Only applications that are legacy will see the boost...

Source still thinks Bulldozer is K10 which has 3 decoders just like Sandy Bridge pretty much
and that is what AMD is using to show of Windows 8 improvements...legacy applications..


----------



## blibba (Dec 14, 2011)

It doesn't matter what % of resources are being shared if they're causing the holdup. 

Furthermore, you respond to very few of my questions in a satisfactory manner - perhaps because English isn't your first language, in which case that isn't something I'd hold against you.

Because of this and because you're so massively out of kilter with what every other expert is saying (notice how I generously offer you an implied compliment there), I'm going to wait for you to back all this up with a credible source.


----------



## seronx (Dec 15, 2011)

blibba said:


> It doesn't matter what % of resources are being shared if they're causing the holdup.



They aren't causing a hold up...they are working properly



blibba said:


> Furthermore, you respond to very few of my questions in a satisfactory manner - perhaps because English isn't your first language, in which case that isn't something I'd hold against you.



English is my first language... This forum isn't important so I type fast and pretty much leave after thirty mins and I just finished walking the dog, doing my workout, taking out the trash, and vacuuming my house...so my arms are hurting right now



blibba said:


> Because of this and because you're so massively out of kilter with what every other expert is saying (notice how I generously offer you an implied compliment there), I'm going to wait for you to back all this up with a credible source.



http://www.amdzone.com , http://www.semiaccurate.com .

and thanks for the implied compliment

Well first off if you are getting 70 fps @ 2560x1600 .... and Windows 8 only gives you 9 fps you probably won't be able to see it since the monitor is 60Hz....

If you are waiting for Windows 8 you might as well wait for Piledriver which will have up to ~8 IPC uplift and up to ~8 Clockrate uplift(per core)


----------



## blibba (Dec 15, 2011)

seronx said:


> They aren't causing a hold up...they are working properly











seronx said:


> http://www.amdzone.com , http://www.semiaccurate.com .



I said credible  Besides, you could at least link the actual articles you think disprove the Bulldozer module bottleneck theory.



seronx said:


> Well first off if you are getting 70 fps @ 2560x1600 .... and Windows 8 only gives you 9 fps you probably won't be able to see it since the monitor is 60Hz....



This isn't really the point, is it?
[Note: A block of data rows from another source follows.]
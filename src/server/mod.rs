//! HTTP surface for starting, streaming, inspecting, and cancelling runs.

pub mod registry;

pub use registry::{RunRegistry, spawn_run};

use std::convert::Infallible;
use std::sync::Arc;

use axum::{
    Json, Router,
    body::Bytes,
    extract::{Path, State},
    http::StatusCode,
    response::{
        IntoResponse, Response,
        sse::{Event, KeepAlive, Sse},
    },
    routing::{get, post},
};
use futures::{Stream, StreamExt};
use serde::Deserialize;
use tokio_stream::wrappers::UnboundedReceiverStream;
use tower_http::cors::CorsLayer;
use tracing::{error, info};
use uuid::Uuid;

use crate::workflow::node::describe;
use crate::workflow::{ChannelSink, RunContext, RunState, WorkflowEngine};

/// Application state shared across handlers.
#[derive(Clone)]
pub struct AppState {
    pub engine: Arc<WorkflowEngine>,
    pub registry: Arc<RunRegistry>,
}

/// Build the router. The webhook route exists only when `webhook` is set.
pub fn routes(state: AppState, webhook: bool) -> Router {
    let mut router = Router::new()
        .route("/health", get(health))
        .route("/graph", get(graph))
        .route("/invoke", post(invoke))
        .route("/stream", post(stream))
        .route("/status", get(latest_status))
        .route("/runs/{id}", get(run_status))
        .route("/runs/{id}/cancel", post(cancel_run));
    if webhook {
        router = router.route("/webhook/inbox", post(inbox_webhook));
    }
    router.layer(CorsLayer::permissive()).with_state(state)
}

fn error_response(status: StatusCode, message: impl Into<String>) -> Response {
    (
        status,
        Json(serde_json::json!({ "error": message.into() })),
    )
        .into_response()
}

#[derive(Debug, Default, Deserialize)]
struct InvokeRequest {
    #[serde(default)]
    input: Option<RunState>,
}

/// Seed state from an optional JSON body; an empty body means defaults.
fn parse_seed(body: &Bytes) -> Result<RunState, Response> {
    if body.iter().all(u8::is_ascii_whitespace) {
        return Ok(RunState::default());
    }
    serde_json::from_slice::<InvokeRequest>(body)
        .map(|r| r.input.unwrap_or_default())
        .map_err(|e| error_response(StatusCode::BAD_REQUEST, format!("invalid request body: {e}")))
}

// ── Health & graph ──────────────────────────────────────────────────

async fn health() -> impl IntoResponse {
    Json(serde_json::json!({
        "status": "ok",
        "service": "inbox-triage"
    }))
}

async fn graph() -> impl IntoResponse {
    Json(describe())
}

// ── Runs ────────────────────────────────────────────────────────────

async fn invoke(State(state): State<AppState>, body: Bytes) -> Response {
    let seed = match parse_seed(&body) {
        Ok(seed) => seed,
        Err(resp) => return resp,
    };
    let ctx = RunContext::new();
    state.registry.register(ctx.clone()).await;
    info!(run_id = %ctx.id(), queued = seed.queue.len(), "Invoke request");

    match state.engine.run_with(seed, &ctx).await {
        Ok(report) => Json(report).into_response(),
        Err(e) => {
            error!(run_id = %ctx.id(), error = %e, "Run failed");
            (
                StatusCode::BAD_GATEWAY,
                Json(serde_json::json!({
                    "error": e.to_string(),
                    "run_id": ctx.id(),
                })),
            )
                .into_response()
        }
    }
}

async fn stream(
    State(state): State<AppState>,
    body: Bytes,
) -> Result<Sse<impl Stream<Item = Result<Event, Infallible>>>, Response> {
    let seed = parse_seed(&body)?;

    let ctx = RunContext::new();
    let run_id = ctx.id();
    // Register before attaching the sink so the registry's clone does not
    // keep the event channel open after the run ends.
    state.registry.register(ctx.clone()).await;
    let (sink, rx) = ChannelSink::new();
    let ctx = ctx.with_sink(Arc::new(sink));
    info!(run_id = %run_id, "Stream request");

    let engine = state.engine.clone();
    let run = tokio::spawn(async move { engine.run_with(seed, &ctx).await });

    let node_events = UnboundedReceiverStream::new(rx).map(|event| {
        let data = serde_json::to_string(&event).unwrap_or_default();
        Ok::<_, Infallible>(Event::default().event("node").data(data))
    });

    let started = futures::stream::once(async move {
        let data = serde_json::json!({ "run_id": run_id, "status": "running" });
        Ok::<_, Infallible>(Event::default().event("run_started").data(data.to_string()))
    });

    let finished = futures::stream::once(async move {
        let event = match run.await {
            Ok(Ok(report)) => Event::default()
                .event("report")
                .data(serde_json::to_string(&report).unwrap_or_default()),
            Ok(Err(e)) => Event::default()
                .event("error")
                .data(serde_json::json!({ "error": e.to_string(), "run_id": run_id }).to_string()),
            Err(e) => Event::default()
                .event("error")
                .data(serde_json::json!({ "error": format!("run task failed: {e}"), "run_id": run_id }).to_string()),
        };
        Ok::<_, Infallible>(event)
    });

    Ok(Sse::new(started.chain(node_events).chain(finished)).keep_alive(KeepAlive::default()))
}

async fn latest_status(State(state): State<AppState>) -> Response {
    match state.registry.latest().await {
        Some(ctx) => Json(ctx.status().await).into_response(),
        None => error_response(StatusCode::NOT_FOUND, "no runs yet"),
    }
}

async fn run_status(State(state): State<AppState>, Path(id): Path<Uuid>) -> Response {
    match state.registry.get(id).await {
        Some(ctx) => Json(ctx.status().await).into_response(),
        None => error_response(StatusCode::NOT_FOUND, format!("unknown run {id}")),
    }
}

async fn cancel_run(State(state): State<AppState>, Path(id): Path<Uuid>) -> Response {
    if state.registry.cancel(id).await {
        info!(run_id = %id, "Cancellation requested");
        Json(serde_json::json!({ "run_id": id, "cancelled": true })).into_response()
    } else {
        error_response(StatusCode::NOT_FOUND, format!("unknown run {id}"))
    }
}

// ── Webhook ─────────────────────────────────────────────────────────

/// Mailbox push notification. The payload only signals new mail; the run
/// fetches from the inbox source itself.
async fn inbox_webhook(State(state): State<AppState>, body: Bytes) -> Response {
    info!(bytes = body.len(), "Inbox webhook received");
    let run_id = spawn_run(state.engine.clone(), state.registry.clone(), RunState::default()).await;
    (
        StatusCode::ACCEPTED,
        Json(serde_json::json!({ "status": "accepted", "run_id": run_id })),
    )
        .into_response()
}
As explained above, the point is not WoW performance, the point is that one setup is faster than another under certain (common) conditions.



seronx said:


> If you are waiting for Windows 8 you might as well wait for Piledriver which will have up to ~8 IPC uplift and up to ~8 Clockrate uplift(per core)



Me? Hell, I'm not in the market for a CPU or an operating system. Even if I was, I'd probably be looking at an i3 - in the absence of a 32nm K10 or equivalent.


----------



## seronx (Dec 15, 2011)

blibba said:


> I said credible  Besides, you could at least link the actual articles you think disprove the Bulldozer module bottleneck theory.



You have to look at the forums and look for several dudes they usually post past me and before me...



blibba said:


> This isn't really the point, is it? As explained above, the point is not WoW performance, the point is that one setup is faster than another under certain (common) conditions.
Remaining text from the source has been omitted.